_ASSIGNED TASK:_
Repeat the entries that appear below, exactly as they are given.

*** INFORMATION SHOWN ***

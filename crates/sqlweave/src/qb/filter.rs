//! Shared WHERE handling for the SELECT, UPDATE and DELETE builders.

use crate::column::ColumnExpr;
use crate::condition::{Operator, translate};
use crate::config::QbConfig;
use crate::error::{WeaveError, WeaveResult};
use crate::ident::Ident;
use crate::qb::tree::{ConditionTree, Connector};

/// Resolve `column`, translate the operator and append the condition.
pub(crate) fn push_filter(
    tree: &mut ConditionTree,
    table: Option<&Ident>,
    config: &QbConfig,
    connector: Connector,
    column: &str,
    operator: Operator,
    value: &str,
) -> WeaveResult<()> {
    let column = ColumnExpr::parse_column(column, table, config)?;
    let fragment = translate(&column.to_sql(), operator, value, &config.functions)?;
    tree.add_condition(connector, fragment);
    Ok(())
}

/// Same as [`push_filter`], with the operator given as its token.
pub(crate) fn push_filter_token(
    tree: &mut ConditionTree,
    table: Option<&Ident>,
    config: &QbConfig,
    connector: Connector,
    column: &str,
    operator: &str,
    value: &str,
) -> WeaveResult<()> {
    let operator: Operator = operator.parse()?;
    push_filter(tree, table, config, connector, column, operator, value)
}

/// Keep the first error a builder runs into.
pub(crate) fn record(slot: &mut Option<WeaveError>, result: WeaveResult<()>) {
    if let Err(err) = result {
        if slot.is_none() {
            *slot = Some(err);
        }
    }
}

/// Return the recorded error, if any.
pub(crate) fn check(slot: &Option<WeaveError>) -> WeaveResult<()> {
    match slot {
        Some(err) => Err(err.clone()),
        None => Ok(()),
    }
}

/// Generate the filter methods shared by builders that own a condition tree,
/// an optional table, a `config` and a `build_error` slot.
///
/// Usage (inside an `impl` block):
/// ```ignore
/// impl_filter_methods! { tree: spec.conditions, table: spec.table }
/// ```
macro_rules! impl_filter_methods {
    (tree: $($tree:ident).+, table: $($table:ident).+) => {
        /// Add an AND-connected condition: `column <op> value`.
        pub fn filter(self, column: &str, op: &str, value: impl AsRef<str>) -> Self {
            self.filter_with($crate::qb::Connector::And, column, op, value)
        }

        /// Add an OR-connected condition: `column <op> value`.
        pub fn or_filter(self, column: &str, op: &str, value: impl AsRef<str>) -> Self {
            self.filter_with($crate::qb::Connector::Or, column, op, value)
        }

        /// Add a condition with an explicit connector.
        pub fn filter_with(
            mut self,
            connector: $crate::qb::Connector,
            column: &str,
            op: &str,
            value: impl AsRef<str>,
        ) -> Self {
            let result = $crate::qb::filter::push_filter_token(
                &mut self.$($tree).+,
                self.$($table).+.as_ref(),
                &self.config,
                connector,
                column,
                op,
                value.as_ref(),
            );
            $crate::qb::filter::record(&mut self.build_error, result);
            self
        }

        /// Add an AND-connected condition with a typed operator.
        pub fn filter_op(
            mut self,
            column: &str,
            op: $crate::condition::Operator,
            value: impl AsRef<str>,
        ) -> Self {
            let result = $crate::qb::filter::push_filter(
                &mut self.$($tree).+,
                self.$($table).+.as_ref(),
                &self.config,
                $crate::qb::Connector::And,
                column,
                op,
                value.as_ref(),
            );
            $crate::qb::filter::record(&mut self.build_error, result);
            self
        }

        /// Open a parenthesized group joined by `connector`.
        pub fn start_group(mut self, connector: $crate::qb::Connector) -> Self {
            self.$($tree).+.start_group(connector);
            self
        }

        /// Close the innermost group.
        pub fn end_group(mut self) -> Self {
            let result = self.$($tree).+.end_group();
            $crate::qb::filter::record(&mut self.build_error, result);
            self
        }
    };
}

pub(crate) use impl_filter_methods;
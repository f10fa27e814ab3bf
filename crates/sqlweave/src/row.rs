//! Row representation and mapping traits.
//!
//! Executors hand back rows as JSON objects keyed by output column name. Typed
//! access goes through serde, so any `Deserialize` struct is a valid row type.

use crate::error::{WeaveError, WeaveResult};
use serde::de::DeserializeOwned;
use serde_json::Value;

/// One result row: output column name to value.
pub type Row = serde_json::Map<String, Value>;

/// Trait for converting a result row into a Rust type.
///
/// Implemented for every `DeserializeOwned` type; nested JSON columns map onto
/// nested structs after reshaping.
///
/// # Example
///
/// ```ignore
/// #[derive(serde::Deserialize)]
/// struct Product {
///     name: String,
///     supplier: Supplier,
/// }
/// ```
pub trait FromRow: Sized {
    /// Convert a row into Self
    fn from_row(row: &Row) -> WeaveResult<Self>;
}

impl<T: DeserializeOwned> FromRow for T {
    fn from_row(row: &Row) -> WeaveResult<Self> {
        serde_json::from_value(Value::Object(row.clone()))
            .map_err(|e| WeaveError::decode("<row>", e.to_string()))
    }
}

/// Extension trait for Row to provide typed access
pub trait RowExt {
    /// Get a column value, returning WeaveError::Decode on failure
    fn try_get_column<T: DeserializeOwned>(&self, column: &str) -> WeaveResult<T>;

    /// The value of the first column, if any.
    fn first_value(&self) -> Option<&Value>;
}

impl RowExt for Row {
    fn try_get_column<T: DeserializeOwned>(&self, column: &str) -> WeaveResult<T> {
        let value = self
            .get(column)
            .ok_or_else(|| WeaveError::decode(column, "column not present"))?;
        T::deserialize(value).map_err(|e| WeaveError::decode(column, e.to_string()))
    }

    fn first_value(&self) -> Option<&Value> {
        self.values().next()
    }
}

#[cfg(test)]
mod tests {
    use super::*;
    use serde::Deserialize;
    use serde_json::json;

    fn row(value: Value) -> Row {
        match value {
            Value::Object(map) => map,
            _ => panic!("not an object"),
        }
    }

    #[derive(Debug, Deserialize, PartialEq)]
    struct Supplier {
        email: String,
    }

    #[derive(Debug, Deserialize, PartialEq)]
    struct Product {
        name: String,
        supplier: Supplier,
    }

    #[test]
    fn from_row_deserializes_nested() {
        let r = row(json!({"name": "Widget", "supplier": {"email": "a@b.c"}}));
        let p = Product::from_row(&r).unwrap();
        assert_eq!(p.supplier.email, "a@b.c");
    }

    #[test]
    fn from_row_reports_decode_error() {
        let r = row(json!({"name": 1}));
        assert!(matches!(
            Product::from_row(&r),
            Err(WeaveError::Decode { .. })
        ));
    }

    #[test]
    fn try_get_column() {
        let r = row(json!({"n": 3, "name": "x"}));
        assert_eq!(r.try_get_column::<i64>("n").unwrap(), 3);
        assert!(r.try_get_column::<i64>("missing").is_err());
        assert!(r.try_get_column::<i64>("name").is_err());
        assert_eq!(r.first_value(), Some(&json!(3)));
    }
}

***

_SOLUTION BELOW:_
filename crates/sqlweave/src/qb/filter.rs
//! Shared WHERE handling for the SELECT, UPDATE and DELETE builders.

use crate::column::ColumnExpr;
use crate::condition::{Operator, translate};
use crate::config::QbConfig;
use crate::error::{WeaveError, WeaveResult};
use crate::ident::Ident;
use crate::qb::tree::{ConditionTree, Connector};

/// Resolve `column`, translate the operator and append the condition.
pub(crate) fn push_filter(
    tree: &mut ConditionTree,
    table: Option<&Ident>,
    config: &QbConfig,
    connector: Connector,
    column: &str,
    operator: Operator,
    value: &str,
) -> WeaveResult<()> {
    let column = ColumnExpr::parse_column(column, table, config)?;
    let fragment = translate(&column.to_sql(), operator, value, &config.functions)?;
    tree.add_condition(connector, fragment);
    Ok(())
}

/// Same as [`push_filter`], with the operator given as its token.
pub(crate) fn push_filter_token(
    tree: &mut ConditionTree,
    table: Option<&Ident>,
    config: &QbConfig,
    connector: Connector,
    column: &str,
    operator: &str,
    value: &str,
) -> WeaveResult<()> {
    let operator: Operator = operator.parse()?;
    push_filter(tree, table, config, connector, column, operator, value)
}

/// Keep the first error a builder runs into.
pub(crate) fn record(slot: &mut Option<WeaveError>, result: WeaveResult<()>) {
    if let Err(err) = result {
        if slot.is_none() {
            *slot = Some(err);
        }
    }
}

/// Return the recorded error, if any.
pub(crate) fn check(slot: &Option<WeaveError>) -> WeaveResult<()> {
    match slot {
        Some(err) => Err(err.clone()),
        None => Ok(()),
    }
}

/// Generate the filter methods shared by builders that own a condition tree,
/// an optional table, a `config` and a `build_error` slot.
///
/// Usage (inside an `impl` block):
/// ```ignore
/// impl_filter_methods! { tree: spec.conditions, table: spec.table }
/// ```
macro_rules! impl_filter_methods {
    (tree: $($tree:ident).+, table: $($table:ident).+) => {
        /// Add an AND-connected condition: `column <op> value`.
        pub fn filter(self, column: &str, op: &str, value: impl AsRef<str>) -> Self {
            self.filter_with($crate::qb::Connector::And, column, op, value)
        }

        /// Add an OR-connected condition: `column <op> value`.
        pub fn or_filter(self, column: &str, op: &str, value: impl AsRef<str>) -> Self {
            self.filter_with($crate::qb::Connector::Or, column, op, value)
        }

        /// Add a condition with an explicit connector.
        pub fn filter_with(
            mut self,
            connector: $crate::qb::Connector,
            column: &str,
            op: &str,
            value: impl AsRef<str>,
        ) -> Self {
            let result = $crate::qb::filter::push_filter_token(
                &mut self.$($tree).+,
                self.$($table).+.as_ref(),
                &self.config,
                connector,
                column,
                op,
                value.as_ref(),
            );
            $crate::qb::filter::record(&mut self.build_error, result);
            self
        }

        /// Add an AND-connected condition with a typed operator.
        pub fn filter_op(
            mut self,
            column: &str,
            op: $crate::condition::Operator,
            value: impl AsRef<str>,
        ) -> Self {
            let result = $crate::qb::filter::push_filter(
                &mut self.$($tree).+,
                self.$($table).+.as_ref(),
                &self.config,
                $crate::qb::Connector::And,
                column,
                op,
                value.as_ref(),
            );
            $crate::qb::filter::record(&mut self.build_error, result);
            self
        }

        /// Open a parenthesized group joined by `connector`.
        pub fn start_group(mut self, connector: $crate::qb::Connector) -> Self {
            self.$($tree).+.start_group(connector);
            self
        }

        /// Close the innermost group.
        pub fn end_group(mut self) -> Self {
            let result = self.$($tree).+.end_group();
            $crate::qb::filter::record(&mut self.build_error, result);
            self
        }
    };
}

pub(crate) use impl_filter_methods;
repository f10fa27e814ab3bf
filename crates/sqlweave/src/row.rs
//! Row representation and mapping traits.
//!
//! Executors hand back rows as JSON objects keyed by output column name. Typed
//! access goes through serde, so any `Deserialize` struct is a valid row type.

use crate::error::{WeaveError, WeaveResult};
use serde::de::DeserializeOwned;
use serde_json::Value;

/// One result row: output column name to value.
pub type Row = serde_json::Map<String, Value>;

/// Trait for converting a result row into a Rust type.
///
/// Implemented for every `DeserializeOwned` type; nested JSON columns map onto
/// nested structs after reshaping.
///
/// # Example
///
/// ```ignore
/// #[derive(serde::Deserialize)]
/// struct Product {
///     name: String,
///     supplier: Supplier,
/// }
/// ```
pub trait FromRow: Sized {
    /// Convert a row into Self
    fn from_row(row: &Row) -> WeaveResult<Self>;
}

impl<T: DeserializeOwned> FromRow for T {
    fn from_row(row: &Row) -> WeaveResult<Self> {
        serde_json::from_value(Value::Object(row.clone()))
            .map_err(|e| WeaveError::decode("<row>", e.to_string()))
    }
}

/// Extension trait for Row to provide typed access
pub trait RowExt {
    /// Get a column value, returning WeaveError::Decode on failure
    fn try_get_column<T: DeserializeOwned>(&self, column: &str) -> WeaveResult<T>;

    /// The value of the first column, if any.
    fn first_value(&self) -> Option<&Value>;
}

impl RowExt for Row {
    fn try_get_column<T: DeserializeOwned>(&self, column: &str) -> WeaveResult<T> {
        let value = self
            .get(column)
            .ok_or_else(|| WeaveError::decode(column, "column not present"))?;
        T::deserialize(value).map_err(|e| WeaveError::decode(column, e.to_string()))
    }

    fn first_value(&self) -> Option<&Value> {
        self.values().next()
    }
}

#[cfg(test)]
mod tests {
    use super::*;
    use serde::Deserialize;
    use serde_json::json;

    fn row(value: Value) -> Row {
        match value {
            Value::Object(map) => map,
            _ => panic!("not an object"),
        }
    }

    #[derive(Debug, Deserialize, PartialEq)]
    struct Supplier {
        email: String,
    }

    #[derive(Debug, Deserialize, PartialEq)]
    struct Product {
        name: String,
        supplier: Supplier,
    }

    #[test]
    fn from_row_deserializes_nested() {
        let r = row(json!({"name": "Widget", "supplier": {"email": "a@b.c"}}));
        let p = Product::from_row(&r).unwrap();
        assert_eq!(p.supplier.email, "a@b.c");
    }

    #[test]
    fn from_row_reports_decode_error() {
        let r = row(json!({"name": 1}));
        assert!(matches!(
            Product::from_row(&r),
            Err(WeaveError::Decode { .. })
        ));
    }

    #[test]
    fn try_get_column() {
        let r = row(json!({"n": 3, "name": "x"}));
        assert_eq!(r.try_get_column::<i64>("n").unwrap(), 3);
        assert!(r.try_get_column::<i64>("missing").is_err());
        assert!(r.try_get_column::<i64>("name").is_err());
        assert_eq!(r.first_value(), Some(&json!(3)));
    }
}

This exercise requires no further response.